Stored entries
⁂

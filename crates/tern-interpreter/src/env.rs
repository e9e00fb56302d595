//! Environment for the Tern evaluator: a persistent chain of bindings.
//!
//! An [`Env`] is an immutable, singly-linked list of bindings. Binding
//! a name returns a *new* chain whose head points at the old chain as
//! its tail; nothing is ever rewritten in place. Lookup walks from the
//! head outward and stops at the first match, so a newer binding
//! shadows an older one without destroying it. Re-assignment also
//! prepends, which keeps every environment ever produced during an
//! evaluation valid and shareable.

use std::fmt;
use std::rc::Rc;

use crate::value::Value;
use tern_syntax::ast::Type;

#[derive(Debug)]
struct Binding {
    name: String,
    value: Value,
    ty: Type,
    next: Option<Rc<Binding>>,
}

/// A persistent variable environment. Cloning is O(1) and shares the
/// underlying chain; the empty environment terminates every chain and
/// answers every lookup with `None`.
#[derive(Debug, Clone, Default)]
pub struct Env {
    head: Option<Rc<Binding>>,
}

impl Env {
    /// The empty environment.
    pub fn new() -> Self {
        Self { head: None }
    }

    /// Looks up `name`, returning the nearest binding's value and
    /// declared type, or `None` if no binding for `name` exists
    /// anywhere in the chain.
    pub fn get(&self, name: &str) -> Option<(Value, Type)> {
        let mut node = self.head.as_deref();
        while let Some(binding) = node {
            if binding.name == name {
                return Some((binding.value.clone(), binding.ty));
            }
            node = binding.next.as_deref();
        }
        None
    }

    /// Returns a new environment with `name` bound in front of the
    /// current chain. The receiver is untouched and remains valid.
    pub fn bind(&self, name: impl Into<String>, value: Value, ty: Type) -> Env {
        Env {
            head: Some(Rc::new(Binding {
                name: name.into(),
                value,
                ty,
                next: self.head.clone(),
            })),
        }
    }

    pub fn is_empty(&self) -> bool {
        self.head.is_none()
    }

    /// Snapshot of the whole chain, nearest binding first. Shadowed
    /// bindings are included; callers that want only the visible ones
    /// should dedup by name.
    pub fn bindings(&self) -> Vec<(String, Value, Type)> {
        let mut out = Vec::new();
        let mut node = self.head.as_deref();
        while let Some(binding) = node {
            out.push((binding.name.clone(), binding.value.clone(), binding.ty));
            node = binding.next.as_deref();
        }
        out
    }
}

impl fmt::Display for Env {
    fn fmt(&self, f: &mut fmt::Formatter<'_>) -> fmt::Result {
        let mut node = self.head.as_deref();
        let mut first = true;
        while let Some(binding) = node {
            if !first {
                write!(f, ", ")?;
            }
            write!(f, "{}: ({}, {})", binding.name, binding.value, binding.ty)?;
            first = false;
            node = binding.next.as_deref();
        }
        Ok(())
    }
}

⁂

_Task brief_:
Retyping the data above exactly and in full is the task.

_Answer below_:
filename crates/tern-interpreter/src/env.rs
repository e9e00fb56302d595
//! Environment for the Tern evaluator: a persistent chain of bindings.
//!
//! An [`Env`] is an immutable, singly-linked list of bindings. Binding
//! a name returns a *new* chain whose head points at the old chain as
//! its tail; nothing is ever rewritten in place. Lookup walks from the
//! head outward and stops at the first match, so a newer binding
//! shadows an older one without destroying it. Re-assignment also
//! prepends, which keeps every environment ever produced during an
//! evaluation valid and shareable.

use std::fmt;
use std::rc::Rc;

use crate::value::Value;
use tern_syntax::ast::Type;

#[derive(Debug)]
struct Binding {
    name: String,
    value: Value,
    ty: Type,
    next: Option<Rc<Binding>>,
}

/// A persistent variable environment. Cloning is O(1) and shares the
/// underlying chain; the empty environment terminates every chain and
/// answers every lookup with `None`.
#[derive(Debug, Clone, Default)]
pub struct Env {
    head: Option<Rc<Binding>>,
}

impl Env {
    /// The empty environment.
    pub fn new() -> Self {
        Self { head: None }
    }

    /// Looks up `name`, returning the nearest binding's value and
    /// declared type, or `None` if no binding for `name` exists
    /// anywhere in the chain.
    pub fn get(&self, name: &str) -> Option<(Value, Type)> {
        let mut node = self.head.as_deref();
        while let Some(binding) = node {
            if binding.name == name {
                return Some((binding.value.clone(), binding.ty));
            }
            node = binding.next.as_deref();
        }
        None
    }

    /// Returns a new environment with `name` bound in front of the
    /// current chain. The receiver is untouched and remains valid.
    pub fn bind(&self, name: impl Into<String>, value: Value, ty: Type) -> Env {
        Env {
            head: Some(Rc::new(Binding {
                name: name.into(),
                value,
                ty,
                next: self.head.clone(),
            })),
        }
    }

    pub fn is_empty(&self) -> bool {
        self.head.is_none()
    }

    /// Snapshot of the whole chain, nearest binding first. Shadowed
    /// bindings are included; callers that want only the visible ones
    /// should dedup by name.
    pub fn bindings(&self) -> Vec<(String, Value, Type)> {
        let mut out = Vec::new();
        let mut node = self.head.as_deref();
        while let Some(binding) = node {
            out.push((binding.name.clone(), binding.value.clone(), binding.ty));
            node = binding.next.as_deref();
        }
        out
    }
}

impl fmt::Display for Env {
    fn fmt(&self, f: &mut fmt::Formatter<'_>) -> fmt::Result {
        let mut node = self.head.as_deref();
        let mut first = true;
        while let Some(binding) = node {
            if !first {
                write!(f, ", ")?;
            }
            write!(f, "{}: ({}, {})", binding.name, binding.value, binding.ty)?;
            first = false;
            node = binding.next.as_deref();
        }
        Ok(())
    }
}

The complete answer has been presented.